问题
Let's say I perform the following:
void g(int* x)
{
int y = 0;
auto diff = uintptr_t(&y) - uintptr_t(x);
}
void f()
{
int x = 0;
g(&x);
}
Does diff merely have undefined value, or does the code invoke undefined behaviour? According to the specification, is the code guaranteed to run nicely and compute a value for diff, possibly meaningless, or does it invoke UB? I believe there's something about unrelated variables, but could not pinpoint it.
I'm interested in answers regarding any standard since (including) C++ 11.
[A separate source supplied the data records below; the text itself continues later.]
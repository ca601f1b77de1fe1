// Copyright (C) 2025 SyncMyOrders Sp. z o.o.
// SPDX-License-Identifier: AGPL-3.0-or-later
//! Capabilities a document database needs from the process hosting it.

use std::sync::Mutex;

use crate::state::StatusReport;

/// Host of one or more document databases.
pub trait DocumentDbOwner: Send + Sync {
    /// Identity of this node in the content cluster.
    fn distribution_key(&self) -> u32;

    /// Called after every state or config state change.
    fn on_status_changed(&self, _report: &StatusReport) {}
}

/// Owner that only knows its distribution key and remembers the latest
/// status report.
#[derive(Debug, Default)]
pub struct StaticOwner {
    distribution_key: u32,
    last_status: Mutex<Option<StatusReport>>,
}

impl StaticOwner {
    pub fn new(distribution_key: u32) -> Self {
        Self {
            distribution_key,
            last_status: Mutex::new(None),
        }
    }

    pub fn last_status(&self) -> Option<StatusReport> {
        self.last_status
            .lock()
            .unwrap_or_else(|e| e.into_inner())
            .clone()
    }
}

impl DocumentDbOwner for StaticOwner {
    fn distribution_key(&self) -> u32 {
        self.distribution_key
    }

    fn on_status_changed(&self, report: &StatusReport) {
        *self.last_status.lock().unwrap_or_else(|e| e.into_inner()) = Some(report.clone());
    }
}
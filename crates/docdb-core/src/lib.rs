// Copyright (C) 2025 SyncMyOrders Sp. z o.o.
// SPDX-License-Identifier: AGPL-3.0-or-later
//! docdb Core - Per-Document-Type Storage and Search Engine
//!
//! This crate owns the documents of one document type on one node. It keeps
//! them durable through a write-ahead transaction log, searchable through an
//! in-memory index, and lets the host reconfigure or reprocess them without
//! taking them offline.
//!
//! # Architecture
//!
//! ```text
//! ┌─────────────────────────────────────────────────────────────────────────┐
//! │                               Host                                       │
//! │         (config distribution, cluster state, resource usage)             │
//! └─────────────────────────────────────────────────────────────────────────┘
//!            │ feed / reconfigure / flush              ▲ status
//!            ▼                                         │
//! ┌─────────────────────────────────────────────────────────────────────────┐
//! │                        DocumentDb (master task)                          │
//! │   FeedHandler ──► TransactionLog        ConfigStore (SQLite)             │
//! │        │                                MaintenanceController            │
//! │        ▼                                                                 │
//! │   FeedView ──► writer executors (summary, attribute, index)              │
//! └─────────────────────────────────────────────────────────────────────────┘
//!            │
//!            ▼
//! ┌───────────────────┐ ┌───────────────────┐ ┌───────────────────┐
//! │   0.ready         │ │   1.removed       │ │   2.notready      │
//! │ meta, summary,    │ │ meta (tombstones) │ │ meta, summary,    │
//! │ attributes, index │ │                   │ │ attributes        │
//! └───────────────────┘ └───────────────────┘ └───────────────────┘
//! ```
//!
//! # Lifecycle
//!
//! ```text
//! Construct → Load → ReplayTransactionLog ─┬─────────────────┐
//!                                          ▼                 ▼
//!                                    RedoReprocess → ApplyLiveConfig
//!                                                      │        │
//!                                                      ▼        ▼
//!                                                 Reprocess ⇄ Online
//!
//! any state → Shutdown → Dead        any failure → Dead
//! ```
//!
//! | State | What happens |
//! |-------|--------------|
//! | `Load` | Open log and config store, load sub-database snapshots |
//! | `ReplayTransactionLog` | Re-apply logged operations newer than the snapshots |
//! | `RedoReprocess` | Run reprocessing deferred by configs met during replay |
//! | `ApplyLiveConfig` | Apply the config handed in by the host, if newer |
//! | `Reprocess` | Rebuild attributes or index after a schema change |
//! | `Online` | Serve feed, maintenance and reconfiguration |
//!
//! The transaction log is only pruned from `ApplyLiveConfig` on.
//!
//! # Configuration
//!
//! The `docdb` binary reads environment variables:
//!
//! | Variable | Required | Default | Description |
//! |----------|----------|---------|-------------|
//! | `DOCDB_DATA_DIR` | Yes | - | Base data directory |
//! | `DOCDB_DOCUMENT_TYPE` | Yes | - | Document type served |
//! | `DOCDB_DISTRIBUTION_KEY` | No | `0` | Node distribution key |
//! | `DOCDB_CONFIG_FILE` | No | - | JSON document database config |
//! | `DOCDB_HEARTBEAT_INTERVAL_SECS` | No | `60` | Heartbeat interval |
//! | `DOCDB_TLOG_SEGMENT_SIZE` | No | 64 MiB | Transaction log segment size |

/// Bucket readiness input from the cluster controller.
pub mod cluster_state;

/// Process configuration loaded from environment variables.
pub mod config;

/// Config snapshots, diffs and the config file format.
pub mod config_snapshot;

/// Durable storage of config snapshots by serial number.
pub mod config_store;

/// Document ids, global ids, buckets and documents.
pub mod document;

/// The document database handle and its master task.
pub mod documentdb;

/// Error types with error code mapping.
pub mod error;

/// Sequenced writer executors.
pub mod executor;

/// Feed handler, feed view, visibility and the resource write filter.
pub mod feed;

/// Background maintenance jobs and their controller.
pub mod maintenance;

/// Logged operations.
pub mod operation;

/// Capabilities provided by the host.
pub mod owner;

/// Reprocessing after schema changes.
pub mod reprocessing;

/// Embeddable runtime with builder.
pub mod runtime;

/// Lifecycle states and status reporting.
pub mod state;

/// Ready, removed and not-ready sub-databases.
pub mod subdb;

pub use documentdb::{DocumentDb, DocumentDbOptions, DocumentDbStats, FlushTarget};
pub use error::{DocDbError, Result};
pub use feed::{FeedRequest, FeedResult};
pub use state::{ConfigState, DdbState, StatusReport};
Discussion arose from comments in: Print stack in C++
回答1:
To quote the C++11 standard draft. On the subject of converting a pointer to an integer
[expr.reinterpret.cast]
5 A value of integral type or enumeration type can be explicitly converted to a pointer. A pointer converted to an integer of sufficient size (if any such exists on the implementation) and back to the same pointer type will have its original value; mappings between pointers and integers are otherwise implementation-defined.
Since uintptr_t must be defined for the your code to compile, then there exists an integer type on the target machine capable of being the target of the pointer-to-integer conversion. The mapping is implementation defined, but most importantly the result is not indeterminate. This means you obtain some valid integer for both conversions.
So the subtraction is not undefined behavior. But the result is implementation defined.
回答2:
Converting pointer to integer of sufficient size is well defined, subtracting unsigned integer from another is well defined regardless of their value. There is no undefined behaviour here.
But also, standard doesn't guarantee any particular value for the converted integers, and therefore neither for the result of their subtraction.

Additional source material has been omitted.